The Illinois Department of Agriculture has confirmed the first detection of spotted lanternfly (Lycorma deliculata) in Illinois. Following a report of a live adult on September 16, state, federal, and local officials coordinated a site visit near the area of the report and identified a moderately populated area of spotted lanternfly (SLF) on September 18. Specimens were collected and submitted for identification, and confirmatory results were received on September 26. The spotted lanternfly does not present any human or animal health concerns.

"If there is a silver lining associated with spotted lantern fly in Illinois, it is that we have no reason to believe that widespread plant or tree death will result from its presence," said Scott Schirmer, Illinois Department of Agriculture's Nursery and Northern Field Office Section Manager. "This is likely going to be a nuisance pest that interferes with our ability to enjoy outdoor spaces and may have some impact on the agritourism industry, including orchards, pumpkin patches, and vineyards."

"Spotted lanternfly has been inching closer to the Midwest and Illinois for close to a decade," said Jerry Costello II, Illinois Department of Agriculture Director. "We have had a multi-agency team working to prepare for this scenario - including efforts on readiness, informing and educating the industry and the public, as well as monitoring early detection,"

The spotted lanternfly is an invasive plant hopper native to eastern Asia. First found in the U.S. in southeastern Pennsylvania in 2014, SLF has continued to spread throughout the eastern U.S. and recently into the Midwest. Confirmed identifications of SLF have been recorded in Indiana, Michigan, and Ohio, in addition to some eastern and southeastern states.

SLF feeds on a wide variety of plants, including a strong affinity to the invasive tree of heaven (TOH), grapes (both wild and cultivated), and maple trees. These plants should be targeted for any monitoring activities. When feeding, SLF produces honeydew, which is a sticky liquid that often coats or accumulates on the foliage and other parts of plants.

SLF is believed to move easily on wood surfaces and products, vehicles such as trains, outdoor articles, and more - making it a challenging pest to contain and anticipate. Prevention and early detection are vital to limiting its ability to move and intrude upon new areas. Persons are highly encouraged to report any believed sightings of SLF to [email protected]. Photos are necessary to verify a report and to aid in identification.
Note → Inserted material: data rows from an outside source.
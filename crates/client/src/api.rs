//! Data access over the HTTP API.

use async_trait::async_trait;
use contracts::{
    Animal, AnimalFilter, CreateAnimal, CreateHerd, FieldError, Herd, HerdFilter, UpdateAnimal,
    ValidationErrors,
    api::{ErrorBody, ErrorCode, HerdSummary, Page, TransferAnimals, TransferResult},
};
use reqwest::{Method, RequestBuilder, StatusCode};
use serde::{Serialize, de::DeserializeOwned};
use thiserror::Error;
use tracing::debug;
use utils::response::ApiResponse;
use uuid::Uuid;

#[derive(Debug, Clone, PartialEq, Error)]
pub enum ApiClientError {
    #[error("{message}")]
    Validation { message: String, fields: Vec<FieldError> },
    #[error("not found: {0}")]
    NotFound(String),
    #[error("conflict: {0}")]
    Conflict(String),
    #[error("server error: {0}")]
    Server(String),
    #[error("transport error: {0}")]
    Transport(String),
    #[error("response broke the contract: {0}")]
    Contract(ValidationErrors),
}

impl From<reqwest::Error> for ApiClientError {
    fn from(err: reqwest::Error) -> Self {
        ApiClientError::Transport(err.to_string())
    }
}

impl From<ErrorBody> for ApiClientError {
    fn from(body: ErrorBody) -> Self {
        match body.code {
            ErrorCode::ValidationFailed => ApiClientError::Validation {
                message: body.message,
                fields: body.fields,
            },
            ErrorCode::NotFound => ApiClientError::NotFound(body.message),
            ErrorCode::Conflict | ErrorCode::ReferenceMissing => ApiClientError::Conflict(body.message),
            ErrorCode::Internal => ApiClientError::Server(body.message),
        }
    }
}

#[async_trait]
pub trait AnimalApi: Send + Sync {
    async fn list_animals(&self, filter: &AnimalFilter) -> Result<Page<Animal>, ApiClientError>;
    async fn get_animal(&self, id: Uuid) -> Result<Animal, ApiClientError>;
    async fn create_animal(&self, body: &CreateAnimal) -> Result<Animal, ApiClientError>;
    async fn replace_animal(&self, id: Uuid, body: &CreateAnimal) -> Result<Animal, ApiClientError>;
    async fn patch_animal(&self, id: Uuid, body: &UpdateAnimal) -> Result<Animal, ApiClientError>;
    async fn delete_animal(&self, id: Uuid) -> Result<(), ApiClientError>;
}

#[async_trait]
pub trait HerdApi: Send + Sync {
    async fn list_herds(&self, filter: &HerdFilter) -> Result<Page<Herd>, ApiClientError>;
    async fn create_herd(&self, body: &CreateHerd) -> Result<Herd, ApiClientError>;
    async fn herd_summary(&self, id: Uuid) -> Result<HerdSummary, ApiClientError>;
    async fn transfer_animals(&self, herd_id: Uuid, body: &TransferAnimals) -> Result<TransferResult, ApiClientError>;
}

/// Entities arriving from the server are checked against the same rules the
/// server applies to requests.
fn checked_animal(animal: Animal) -> Result<Animal, ApiClientError> {
    CreateAnimal::from(&animal)
        .validate()
        .map_err(ApiClientError::Contract)?;
    Ok(animal)
}

fn checked_herd(herd: Herd) -> Result<Herd, ApiClientError> {
    CreateHerd::from(&herd).validate().map_err(ApiClientError::Contract)?;
    Ok(herd)
}

#[derive(Debug, Clone)]
pub struct HttpClient {
    http: reqwest::Client,
    base_url: String,
}

impl HttpClient {
    /// `base_url` is the server root, e.g. `http://127.0.0.1:3000`.
    pub fn new(base_url: &str) -> Self {
        Self {
            http: reqwest::Client::new(),
            base_url: base_url.trim_end_matches('/').to_string(),
        }
    }

    fn request(&self, method: Method, path: &str) -> RequestBuilder {
        self.http.request(method, format!("{}/api{path}", self.base_url))
    }

    async fn send<T: DeserializeOwned>(&self, request: RequestBuilder) -> Result<T, ApiClientError> {
        self.envelope::<T>(request)
            .await?
            .ok_or_else(|| ApiClientError::Server("response carried no data".to_string()))
    }

    /// For endpoints whose success carries no data.
    async fn send_unit(&self, request: RequestBuilder) -> Result<(), ApiClientError> {
        self.envelope::<serde::de::IgnoredAny>(request).await.map(|_| ())
    }

    /// Decodes the envelope; `Ok` holds the data of a successful response.
    async fn envelope<T: DeserializeOwned>(&self, request: RequestBuilder) -> Result<Option<T>, ApiClientError> {
        let response = request.send().await?;
        let status = response.status();
        let bytes = response.bytes().await?;
        let envelope: ApiResponse<T, ErrorBody> = match serde_json::from_slice(&bytes) {
            Ok(envelope) => envelope,
            Err(e) => {
                debug!(%status, error = %e, "Undecodable response body");
                return Err(unexpected(status));
            }
        };
        if envelope.is_success() {
            return Ok(envelope.into_data());
        }
        let message = envelope.message().map(str::to_string);
        match envelope.into_error_data() {
            Some(body) => Err(body.into()),
            None => Err(ApiClientError::Server(
                message.unwrap_or_else(|| status.to_string()),
            )),
        }
    }

    async fn send_json<B, T>(&self, method: Method, path: &str, body: &B) -> Result<T, ApiClientError>
    where
        B: Serialize + ?Sized + Sync,
        T: DeserializeOwned,
    {
        self.send(self.request(method, path).json(body)).await
    }
}

fn unexpected(status: StatusCode) -> ApiClientError {
    match status {
        StatusCode::NOT_FOUND => ApiClientError::NotFound(status.to_string()),
        status if status.is_server_error() => ApiClientError::Server(status.to_string()),
        status => ApiClientError::Transport(format!("unexpected response ({status})")),
    }
}

#[async_trait]
impl AnimalApi for HttpClient {
    async fn list_animals(&self, filter: &AnimalFilter) -> Result<Page<Animal>, ApiClientError> {
        let page: Page<Animal> = self.send(self.request(Method::GET, "/animals").query(filter)).await?;
        let items = page
            .items
            .into_iter()
            .map(checked_animal)
            .collect::<Result<Vec<_>, _>>()?;
        Ok(Page { items, ..page })
    }

    async fn get_animal(&self, id: Uuid) -> Result<Animal, ApiClientError> {
        let animal = self.send(self.request(Method::GET, &format!("/animals/{id}"))).await?;
        checked_animal(animal)
    }

    async fn create_animal(&self, body: &CreateAnimal) -> Result<Animal, ApiClientError> {
        checked_animal(self.send_json(Method::POST, "/animals", body).await?)
    }

    async fn replace_animal(&self, id: Uuid, body: &CreateAnimal) -> Result<Animal, ApiClientError> {
        checked_animal(self.send_json(Method::PUT, &format!("/animals/{id}"), body).await?)
    }

    async fn patch_animal(&self, id: Uuid, body: &UpdateAnimal) -> Result<Animal, ApiClientError> {
        checked_animal(self.send_json(Method::PATCH, &format!("/animals/{id}"), body).await?)
    }

    async fn delete_animal(&self, id: Uuid) -> Result<(), ApiClientError> {
        self.send_unit(self.request(Method::DELETE, &format!("/animals/{id}"))).await
    }
}

#[async_trait]
impl HerdApi for HttpClient {
    async fn list_herds(&self, filter: &HerdFilter) -> Result<Page<Herd>, ApiClientError> {
        let page: Page<Herd> = self.send(self.request(Method::GET, "/herds").query(filter)).await?;
        let items = page
            .items
            .into_iter()
            .map(checked_herd)
            .collect::<Result<Vec<_>, _>>()?;
        Ok(Page { items, ..page })
    }

    async fn create_herd(&self, body: &CreateHerd) -> Result<Herd, ApiClientError> {
        checked_herd(self.send_json(Method::POST, "/herds", body).await?)
    }

    async fn herd_summary(&self, id: Uuid) -> Result<HerdSummary, ApiClientError> {
        self.send(self.request(Method::GET, &format!("/herds/{id}/summary"))).await
    }

    async fn transfer_animals(&self, herd_id: Uuid, body: &TransferAnimals) -> Result<TransferResult, ApiClientError> {
        self.send_json(Method::POST, &format!("/herds/{herd_id}/animals"), body).await
    }
}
"IDOA is working with federal and local partners in an effort to determine the full extent of the infestation," said Dr. Michael Woods, Division Manager of Natural Resources. "Although we cannot determine with any degree of certainty how SLF has arrived here, efforts are being undertaken to better understand its movement and behavior."

The research and regulatory communities are continuing to learn about SLF, its behaviors, potential impacts, and effective management strategies - despite ongoing endeavors to minimize its spread and the associated impact on industry and natural resources.